Fue en uno de mis viajes a Miami, iba recorriendo el majestuoso Mall Sawgrass Mills en Fort Laudarle transitando algunas vidrieras, observando por doquier lo maravilloso del entorno arquitectónico y de pronto tropecé con ellas, unas hermosas gemelas que irrumpieron mi vida con el más sutil desparpajo. Eran preciosas, su tez era blanca como la espuma del mar y su andar podía imaginarse en la cadencia que solo las modelos profesionales adoptan en su marcha. Cuando las invite que me acompañasen y recorriéramos juntos la vida, no dudaron que haríamos buenas migas, les comente que mis gustos preferidos eran los deportes al aire libre, donde podía demostrar mis mejores habilidades de recreo. Ellas me miraban atónitas y escuchaban mis andanzas mundanas sin emitir palabra alguna; algunos transeúntes que pasaban cerca nuestro miraban como hipnotizados mi dialogo con esas bellezas.

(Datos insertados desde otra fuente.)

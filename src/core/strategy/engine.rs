//! The strategy engine tick loop.

use std::collections::HashMap;
use std::sync::Arc;
use std::time::Duration;

use chrono::Utc;
use serde_json::json;
use tracing::{debug, info, warn};

use super::{Evaluator, Snapshot};
use crate::core::domain::Candidate;
use crate::core::store::{Repository, SharedRepository};
use crate::core::trade::OpportunityManager;
use crate::error::Result;

#[derive(Debug, Clone)]
pub struct StrategyEngineConfig {
    pub tick_interval: Duration,
    /// How far back the snapshot's signal view reaches.
    pub signal_window: Duration,
}

impl Default for StrategyEngineConfig {
    fn default() -> Self {
        Self {
            tick_interval: Duration::from_secs(30),
            signal_window: Duration::from_secs(10 * 60),
        }
    }
}

/// Ticks on a schedule, joins signals with market state and runs the
/// enabled evaluators in priority order.
pub struct StrategyEngine {
    repo: SharedRepository,
    config: StrategyEngineConfig,
    evaluators: HashMap<&'static str, Arc<dyn Evaluator>>,
    opportunities: Arc<OpportunityManager>,
}

impl StrategyEngine {
    #[must_use]
    pub fn new(
        repo: SharedRepository,
        config: StrategyEngineConfig,
        evaluators: Vec<Arc<dyn Evaluator>>,
        opportunities: Arc<OpportunityManager>,
    ) -> Self {
        let evaluators = evaluators.into_iter().map(|e| (e.name(), e)).collect();
        Self {
            repo,
            config,
            evaluators,
            opportunities,
        }
    }

    /// One evaluation pass. Returns the number of candidates produced.
    pub async fn tick(&self) -> Result<usize> {
        let strategies = self.repo.list_enabled_strategies().await?;
        if strategies.is_empty() {
            debug!("no enabled strategies");
            return Ok(0);
        }
        let names: Vec<String> = strategies.iter().map(|s| s.name.clone()).collect();
        let window = chrono::Duration::from_std(self.config.signal_window)
            .unwrap_or_else(|_| chrono::Duration::minutes(10));
        let snapshot = Snapshot::build(&self.repo, window, &names).await?;

        let mut candidates: Vec<Candidate> = Vec::new();
        let mut produced_by: HashMap<String, usize> = HashMap::new();
        for strategy in &strategies {
            let Some(evaluator) = self.evaluators.get(strategy.name.as_str()) else {
                debug!(strategy = %strategy.name, "no evaluator registered");
                continue;
            };
            let mut found = evaluator.evaluate(&snapshot);
            produced_by.insert(strategy.name.clone(), found.len());
            candidates.append(&mut found);
        }

        let produced = candidates.len();
        if produced > 0 {
            info!(candidates = produced, "strategy tick produced candidates");
        }
        self.opportunities.admit(candidates).await?;
        self.opportunities.age_out().await?;
        self.record_run(&produced_by).await;
        Ok(produced)
    }

    /// Fold per-run counters into each strategy's stats without clobbering
    /// learned state kept under other keys.
    async fn record_run(&self, produced_by: &HashMap<String, usize>) {
        for (name, produced) in produced_by {
            let Ok(Some(strategy)) = self.repo.get_strategy(name).await else {
                continue;
            };
            let mut stats = match strategy.stats {
                serde_json::Value::Object(map) => map,
                _ => serde_json::Map::new(),
            };
            let runs = stats
                .get("engine_runs")
                .and_then(serde_json::Value::as_u64)
                .unwrap_or(0);
            let total = stats
                .get("candidates_produced")
                .and_then(serde_json::Value::as_u64)
                .unwrap_or(0);
            stats.insert("engine_runs".into(), json!(runs + 1));
            stats.insert(
                "candidates_produced".into(),
                json!(total + *produced as u64),
            );
            stats.insert("last_run_at".into(), json!(Utc::now().to_rfc3339()));
            let stats = serde_json::Value::Object(stats);
            if let Err(e) = self.repo.update_strategy_stats(name, &stats).await {
                warn!(strategy = %name, error = %e, "stats update failed");
            }
        }
    }

}

#[cfg(test)]
mod tests {
    use super::*;
    use crate::core::domain::{
        BookSnapshot, Direction, Event, EventId, Market, MarketId, OpportunityStatus, Outcome,
        PriceLevel, Signal, SignalType, Strategy, Token, TokenId,
    };
    use crate::core::store::{MemoryRepository, Repository};
    use crate::core::strategy::default_evaluators;
    use crate::core::trade::{OpportunityManager, OpportunityManagerConfig};
    use rust_decimal_macros::dec;

    async fn seed_arb_event(repo: &dyn Repository) {
        repo.upsert_event(&Event {
            id: EventId::from("e1"),
            slug: "e1".into(),
            title: "E".into(),
            active: true,
            closed: false,
            end_time: None,
            series_id: None,
        })
        .await
        .unwrap();
        for (market, yes_token, mid) in [("ma", "ta", dec!(0.40)), ("mb", "tb", dec!(0.45))] {
            repo.upsert_market(&Market {
                id: MarketId::from(market),
                event_id: EventId::from("e1"),
                slug: market.into(),
                question: "?".into(),
                condition_id: format!("0x{market}"),
                tick_size: dec!(0.01),
                active: true,
                closed: false,
                neg_risk: false,
            })
            .await
            .unwrap();
            repo.upsert_token(&Token {
                id: TokenId::from(yes_token),
                market_id: MarketId::from(market),
                outcome: Outcome::Yes,
            })
            .await
            .unwrap();
            repo.upsert_token(&Token {
                id: TokenId::from(format!("{yes_token}-no")),
                market_id: MarketId::from(market),
                outcome: Outcome::No,
            })
            .await
            .unwrap();
            repo.upsert_book(&BookSnapshot::new(
                TokenId::from(yes_token),
                chrono::Utc::now(),
                vec![PriceLevel::new(mid, dec!(500))],
                vec![PriceLevel::new(mid, dec!(500))],
            ))
            .await
            .unwrap();
        }
        let signal = Signal::builder(SignalType::ArbSumDeviation, "internal_scan")
            .event(EventId::from("e1"))
            .direction(Direction::Yes)
            .strength(1.0)
            .created_at(chrono::Utc::now())
            .expires_at(chrono::Utc::now() + chrono::Duration::minutes(2))
            .build();
        repo.insert_signal(&signal).await.unwrap();
    }

    fn engine(repo: &std::sync::Arc<MemoryRepository>) -> StrategyEngine {
        let shared = std::sync::Arc::clone(repo) as SharedRepository;
        StrategyEngine::new(
            std::sync::Arc::clone(&shared),
            StrategyEngineConfig::default(),
            default_evaluators(),
            Arc::new(OpportunityManager::new(
                shared,
                OpportunityManagerConfig::default(),
            )),
        )
    }

    #[tokio::test]
    async fn tick_turns_arb_signal_into_opportunity() {
        let repo = std::sync::Arc::new(MemoryRepository::new());
        seed_arb_event(repo.as_ref()).await;
        let mut strategy = Strategy::new("arbitrage_sum", 9);
        strategy.enabled = true;
        repo.upsert_strategy(&strategy).await.unwrap();

        let produced = engine(&repo).tick().await.unwrap();
        assert_eq!(produced, 1);

        let active = repo
            .list_opportunities_by_status(OpportunityStatus::Active)
            .await
            .unwrap();
        assert_eq!(active.len(), 1);
        assert_eq!(active[0].edge_pct, dec!(0.15));
        assert_eq!(active[0].legs.len(), 2);
    }

    #[tokio::test]
    async fn disabled_strategies_do_not_run() {
        let repo = std::sync::Arc::new(MemoryRepository::new());
        seed_arb_event(repo.as_ref()).await;
        // arbitrage_sum exists but is disabled.
        repo.upsert_strategy(&Strategy::new("arbitrage_sum", 9))
            .await
            .unwrap();

        let produced = engine(&repo).tick().await.unwrap();
        assert_eq!(produced, 0);
    }

    #[tokio::test]
    async fn tick_records_run_stats() {
        let repo = std::sync::Arc::new(MemoryRepository::new());
        seed_arb_event(repo.as_ref()).await;
        let mut strategy = Strategy::new("arbitrage_sum", 9);
        strategy.enabled = true;
        repo.upsert_strategy(&strategy).await.unwrap();

        engine(&repo).tick().await.unwrap();

        let stored = repo.get_strategy("arbitrage_sum").await.unwrap().unwrap();
        assert_eq!(stored.stats["engine_runs"], 1);
        assert_eq!(stored.stats["candidates_produced"], 1);
    }
}
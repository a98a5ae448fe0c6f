//! Decision-chain journal and daily rollups.

use chrono::{DateTime, Utc};
use rust_decimal::Decimal;

use super::id::PlanId;

/// Captured decision chain for one executed plan: the signals that drove
/// it, the market state at decision time, the entry parameters, and (after
/// settlement) the outcome. Notes and tags are appended by humans later.
#[derive(Debug, Clone, PartialEq)]
pub struct JournalEntry {
    pub plan_id: PlanId,
    pub strategy: String,
    /// Snapshot of the contributing signals at decision time.
    pub signals: serde_json::Value,
    /// Book/market state per leg at decision time.
    pub decision_state: serde_json::Value,
    /// Sizing and execution parameters the plan ran with.
    pub entry_params: serde_json::Value,
    /// Filled-in after settlement.
    pub outcome_state: Option<serde_json::Value>,
    pub notes: Option<String>,
    pub tags: Vec<String>,
    pub created_at: DateTime<Utc>,
    pub reviewed_at: Option<DateTime<Utc>>,
}

/// One day of pipeline counters.
#[derive(Debug, Clone, PartialEq, Default)]
pub struct DailyStats {
    /// Day in `YYYY-MM-DD` (UTC).
    pub date: String,
    pub opportunities_detected: u32,
    pub opportunities_executed: u32,
    pub opportunities_expired: u32,
    pub plans_created: u32,
    pub plans_executed: u32,
    pub realized_pnl: Decimal,
    pub win_count: u32,
    pub loss_count: u32,
}

/// One day of per-strategy counters.
#[derive(Debug, Clone, PartialEq, Default)]
pub struct StrategyDailyStats {
    pub date: String,
    pub strategy: String,
    pub opportunities_detected: u32,
    pub opportunities_executed: u32,
    pub plans_executed: u32,
    pub realized_pnl: Decimal,
    pub win_count: u32,
    pub loss_count: u32,
}
//! Catalog REST client.
//!
//! Pulls events, markets, series and tags from the upstream catalog API
//! with cursor pagination, plus per-token REST book and price reads.

use std::time::Duration;

use chrono::{DateTime, Utc};
use reqwest::Client as HttpClient;
use serde::de::DeserializeOwned;
use serde::Deserialize;
use tracing::debug;

use crate::core::domain::{
    BookSnapshot, Event, EventId, Market, MarketId, Outcome, PriceLevel, Token, TokenId,
};
use crate::error::{Error, Result};

/// Cursor value the upstream returns when pagination is exhausted.
const END_CURSOR: &str = "LTE=";

/// One page of a cursor-paginated listing.
#[derive(Debug, Deserialize)]
pub struct Page<T> {
    #[serde(default = "Vec::new")]
    pub data: Vec<T>,
    pub next_cursor: Option<String>,
}

impl<T> Page<T> {
    /// The cursor to resume from, or `None` when the listing is exhausted.
    #[must_use]
    pub fn resume_cursor(&self) -> Option<String> {
        match self.next_cursor.as_deref() {
            None | Some("") | Some(END_CURSOR) => None,
            Some(c) => Some(c.to_string()),
        }
    }
}

#[derive(Debug, Clone, Deserialize)]
pub struct RawEvent {
    pub id: String,
    pub slug: String,
    #[serde(default)]
    pub title: String,
    #[serde(default)]
    pub active: bool,
    #[serde(default)]
    pub closed: bool,
    pub end_date: Option<String>,
    pub series_id: Option<String>,
    #[serde(default)]
    pub tags: Vec<RawTag>,
}

impl RawEvent {
    #[must_use]
    pub fn into_domain(self) -> Event {
        let end_time = self
            .end_date
            .as_deref()
            .and_then(|s| DateTime::parse_from_rfc3339(s).ok())
            .map(|dt| dt.with_timezone(&Utc));
        Event {
            id: EventId::from(self.id),
            slug: self.slug,
            title: self.title,
            active: self.active,
            closed: self.closed,
            end_time,
            series_id: self.series_id,
        }
    }
}

#[derive(Debug, Clone, Deserialize)]
pub struct RawMarket {
    pub id: String,
    #[serde(default)]
    pub event_id: Option<String>,
    #[serde(default)]
    pub slug: String,
    #[serde(default)]
    pub question: Option<String>,
    #[serde(default)]
    pub condition_id: Option<String>,
    #[serde(default)]
    pub minimum_tick_size: Option<String>,
    #[serde(default)]
    pub active: bool,
    #[serde(default)]
    pub closed: bool,
    #[serde(default)]
    pub neg_risk: bool,
    #[serde(default)]
    pub tokens: Vec<RawToken>,
    #[serde(default)]
    pub tags: Vec<RawTag>,
}

impl RawMarket {
    /// Convert to a domain market plus its outcome tokens. Markets without
    /// exactly one YES and one NO token are not binary and are skipped by
    /// the caller.
    #[must_use]
    pub fn into_domain(self, fallback_event: &EventId) -> (Market, Vec<Token>) {
        let market_id = MarketId::from(self.id.clone());
        let tokens = self
            .tokens
            .into_iter()
            .filter_map(|t| {
                let outcome = Outcome::parse(&t.outcome)?;
                Some(Token {
                    id: TokenId::from(t.token_id),
                    market_id: market_id.clone(),
                    outcome,
                })
            })
            .collect();
        let market = Market {
            id: market_id,
            event_id: self
                .event_id
                .map_or_else(|| fallback_event.clone(), EventId::from),
            slug: self.slug,
            question: self.question.unwrap_or_default(),
            condition_id: self.condition_id.unwrap_or(self.id),
            tick_size: self
                .minimum_tick_size
                .and_then(|s| s.parse().ok())
                .unwrap_or_else(|| rust_decimal::Decimal::new(1, 2)),
            active: self.active,
            closed: self.closed,
            neg_risk: self.neg_risk,
        };
        (market, tokens)
    }
}

#[derive(Debug, Clone, Deserialize)]
pub struct RawToken {
    pub token_id: String,
    pub outcome: String,
}

#[derive(Debug, Clone, Deserialize)]
pub struct RawTag {
    pub id: String,
    #[serde(default)]
    pub label: String,
    #[serde(default)]
    pub slug: String,
}

#[derive(Debug, Clone, Deserialize)]
pub struct RawSeries {
    pub id: String,
    #[serde(default)]
    pub slug: String,
    #[serde(default)]
    pub title: String,
}

#[derive(Debug, Deserialize)]
struct RawBook {
    #[serde(default)]
    bids: Vec<RawLevel>,
    #[serde(default)]
    asks: Vec<RawLevel>,
    timestamp: Option<String>,
}

#[derive(Debug, Deserialize)]
struct RawLevel {
    price: String,
    size: String,
}

#[derive(Debug, Deserialize)]
struct RawPrice {
    price: String,
}

/// A single point of the prices-history series.
#[derive(Debug, Clone, Deserialize)]
pub struct PricePoint {
    pub t: i64,
    pub p: f64,
}

#[derive(Debug, Deserialize)]
struct RawPriceHistory {
    #[serde(default)]
    history: Vec<PricePoint>,
}

/// HTTP client for the upstream catalog and REST book endpoints.
pub struct CatalogClient {
    http: HttpClient,
    base_url: String,
    page_limit: usize,
}

impl CatalogClient {
    /// Create a client for the given base URL.
    ///
    /// # Errors
    /// Returns an error if the HTTP client cannot be constructed.
    pub fn new(base_url: String, timeout: Duration, page_limit: usize) -> Result<Self> {
        let http = HttpClient::builder()
            .timeout(timeout)
            .build()
            .map_err(Error::Http)?;
        Ok(Self {
            http,
            base_url,
            page_limit,
        })
    }

    async fn get_json<T: DeserializeOwned>(&self, path_and_query: &str) -> Result<T> {
        let url = format!("{}{}", self.base_url, path_and_query);
        debug!(url = %url, "catalog GET");
        let response = self.http.get(&url).send().await?;
        let status = response.status();
        if !status.is_success() {
            let body = response.text().await.unwrap_or_default();
            return Err(Error::Api {
                status: status.as_u16(),
                body,
            });
        }
        Ok(response.json().await?)
    }

    /// One page of events starting at `cursor`.
    pub async fn events_page(&self, cursor: Option<&str>) -> Result<Page<RawEvent>> {
        let mut path = format!("/events?limit={}", self.page_limit);
        if let Some(c) = cursor {
            path.push_str(&format!("&next_cursor={c}"));
        }
        self.get_json(&path).await
    }

    /// One page of markets starting at `cursor`.
    pub async fn markets_page(&self, cursor: Option<&str>) -> Result<Page<RawMarket>> {
        let mut path = format!("/markets?limit={}", self.page_limit);
        if let Some(c) = cursor {
            path.push_str(&format!("&next_cursor={c}"));
        }
        self.get_json(&path).await
    }

    /// One page of series starting at `cursor`.
    pub async fn series_page(&self, cursor: Option<&str>) -> Result<Page<RawSeries>> {
        let mut path = format!("/series?limit={}", self.page_limit);
        if let Some(c) = cursor {
            path.push_str(&format!("&next_cursor={c}"));
        }
        self.get_json(&path).await
    }

    /// One page of tags starting at `cursor`.
    pub async fn tags_page(&self, cursor: Option<&str>) -> Result<Page<RawTag>> {
        let mut path = format!("/tags?limit={}", self.page_limit);
        if let Some(c) = cursor {
            path.push_str(&format!("&next_cursor={c}"));
        }
        self.get_json(&path).await
    }

    /// A single market by id, optionally with its tags inlined.
    pub async fn market(&self, id: &MarketId, include_tag: bool) -> Result<RawMarket> {
        self.get_json(&format!("/markets/{id}?include_tag={include_tag}"))
            .await
    }

    /// REST book snapshot for a token.
    pub async fn book(&self, token_id: &TokenId) -> Result<BookSnapshot> {
        let raw: RawBook = self.get_json(&format!("/book?token_id={token_id}")).await?;
        let ts = raw
            .timestamp
            .as_deref()
            .and_then(|t| t.parse::<i64>().ok())
            .and_then(DateTime::from_timestamp_millis)
            .unwrap_or_else(Utc::now);
        let mut bids: Vec<PriceLevel> = raw
            .bids
            .iter()
            .filter_map(|l| Some(PriceLevel::new(l.price.parse().ok()?, l.size.parse().ok()?)))
            .collect();
        let mut asks: Vec<PriceLevel> = raw
            .asks
            .iter()
            .filter_map(|l| Some(PriceLevel::new(l.price.parse().ok()?, l.size.parse().ok()?)))
            .collect();
        bids.sort_by(|a, b| b.price.cmp(&a.price));
        asks.sort_by(|a, b| a.price.cmp(&b.price));
        Ok(BookSnapshot::new(token_id.clone(), ts, bids, asks))
    }

    /// Current quoted price for a token on one side of the book.
    pub async fn price(&self, token_id: &TokenId, side: &str) -> Result<rust_decimal::Decimal> {
        let raw: RawPrice = self
            .get_json(&format!("/price?token_id={token_id}&side={side}"))
            .await?;
        raw.price
            .parse()
            .map_err(|e| Error::Parse(format!("price {:?}: {e}", raw.price)))
    }

    /// Historic prices for a market over `[start_ts, end_ts]`.
    pub async fn prices_history(
        &self,
        market: &MarketId,
        interval: &str,
        start_ts: i64,
        end_ts: i64,
    ) -> Result<Vec<PricePoint>> {
        let raw: RawPriceHistory = self
            .get_json(&format!(
                "/prices-history?market={market}&interval={interval}&startTs={start_ts}&endTs={end_ts}"
            ))
            .await?;
        Ok(raw.history)
    }
}

#[cfg(test)]
mod tests {
    use super::*;

    #[test]
    fn page_resume_cursor_handles_end_markers() {
        let done: Page<RawTag> = Page {
            data: vec![],
            next_cursor: Some(END_CURSOR.into()),
        };
        assert_eq!(done.resume_cursor(), None);

        let more: Page<RawTag> = Page {
            data: vec![],
            next_cursor: Some("MTAw".into()),
        };
        assert_eq!(more.resume_cursor(), Some("MTAw".into()));

        let empty: Page<RawTag> = Page {
            data: vec![],
            next_cursor: None,
        };
        assert_eq!(empty.resume_cursor(), None);
    }

    #[test]
    fn raw_market_splits_tokens() {
        let raw = RawMarket {
            id: "m1".into(),
            event_id: Some("e1".into()),
            slug: "m1-slug".into(),
            question: Some("Will it?".into()),
            condition_id: Some("0xm1".into()),
            minimum_tick_size: Some("0.001".into()),
            active: true,
            closed: false,
            neg_risk: false,
            tokens: vec![
                RawToken {
                    token_id: "t-yes".into(),
                    outcome: "Yes".into(),
                },
                RawToken {
                    token_id: "t-no".into(),
                    outcome: "No".into(),
                },
            ],
            tags: vec![],
        };
        let (market, tokens) = raw.into_domain(&EventId::from("fallback"));
        assert_eq!(market.event_id.as_str(), "e1");
        assert_eq!(tokens.len(), 2);
        assert_eq!(tokens[0].outcome, Outcome::Yes);
        assert_eq!(tokens[1].outcome, Outcome::No);
    }

    #[test]
    fn raw_event_parses_end_date() {
        let raw = RawEvent {
            id: "e1".into(),
            slug: "e1".into(),
            title: "T".into(),
            active: true,
            closed: false,
            end_date: Some("2026-09-01T00:00:00+00:00".into()),
            series_id: None,
            tags: vec![],
        };
        let event = raw.into_domain();
        assert!(event.end_time.is_some());
    }
}
//! Monetary types for price and size representation.
//!
//! All price/size arithmetic uses [`Decimal`]; floats are reserved for
//! statistics (spreads in bps, signal strengths).

use rust_decimal::Decimal;

/// Price represented as a Decimal for precision. Outcome-share prices
/// live in `[0, 1]`.
pub type Price = Decimal;

/// Size in USD (notional) represented as a Decimal for precision.
pub type Usd = Decimal;

/// Share quantity represented as a Decimal for precision.
pub type Quantity = Decimal;

/// Clamp a statistic to the `[0, 1]` interval.
#[must_use]
pub fn clamp01(value: f64) -> f64 {
    value.clamp(0.0, 1.0)
}

#[cfg(test)]
mod tests {
    use super::*;
    use rust_decimal_macros::dec;

    #[test]
    fn decimal_price_math_is_exact() {
        let price: Price = dec!(0.45);
        let qty: Quantity = dec!(100);
        assert_eq!(price * qty, dec!(45.00));
    }

    #[test]
    fn clamp01_bounds() {
        assert_eq!(clamp01(1.5), 1.0);
        assert_eq!(clamp01(-0.2), 0.0);
        assert_eq!(clamp01(0.37), 0.37);
    }
}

Luego de expresarles mi simpatía, decidimos proseguir los caminos juntos, yo las abrazaba con insólita pasión y cada tanto, embelecado las miraba tiernamente. Decidí sentarme junto a ellas en la mesa de un café, pues me encontraba algo fatigado por la caminata, deseoso de llegar al hotel donde me alojaba, para disfrutar junto a ellas los momentos más emocionantes de esta historia. Ya descansado, me levante de la mesa y les ofrecí mis manos para seguir el recorrido que nos separaba de mi automóvil, estacionado a casi 300 metros, en la playa del Mall. Fuera hacia un calor sofocante y una humedad que mojaba mi cuerpo entero, mientras que ellas se mantenían frescas y radiantes, parecía que no las afectaba el clima estival. Eran aproximadamente las 12 am, llegamos corriendo a mi Ford Taurus, que inmóvil a pleno sol parecía más a un horno parrillero que a un vehículo de pasajeros. Me apure a abrir las puertas para que pudiese ingresar algo de aire en su interior y encender a full el aire acondicionado. A ellas las acomode prestamente en el asiento trasero, encendí el motor del Ford, puse marcha atrás y me deslice por la playa de estacionamiento rumbo a carretera I95 que me conduciría a Hialeah, donde me hospedaba en un confortable departamento. Cada tanto, miraba a las gemelas por el espejo y les sonreía emocionado, ya llegaríamos a destino y podría disfrutar con ellas los momentos más sublimes. El camino de vuelta se me hizo como interminable, seguro era la emoción de encontrarme a solas con las gemelas y disfrutar horas de gloria.
Ya en el departamento y con una emoción inmensa en mis ojos, tire a las gemelas en la alfombra, tome el calzador y las introduje en mis pies, eran muy bellas mis elegantes y nuevas zapatillas.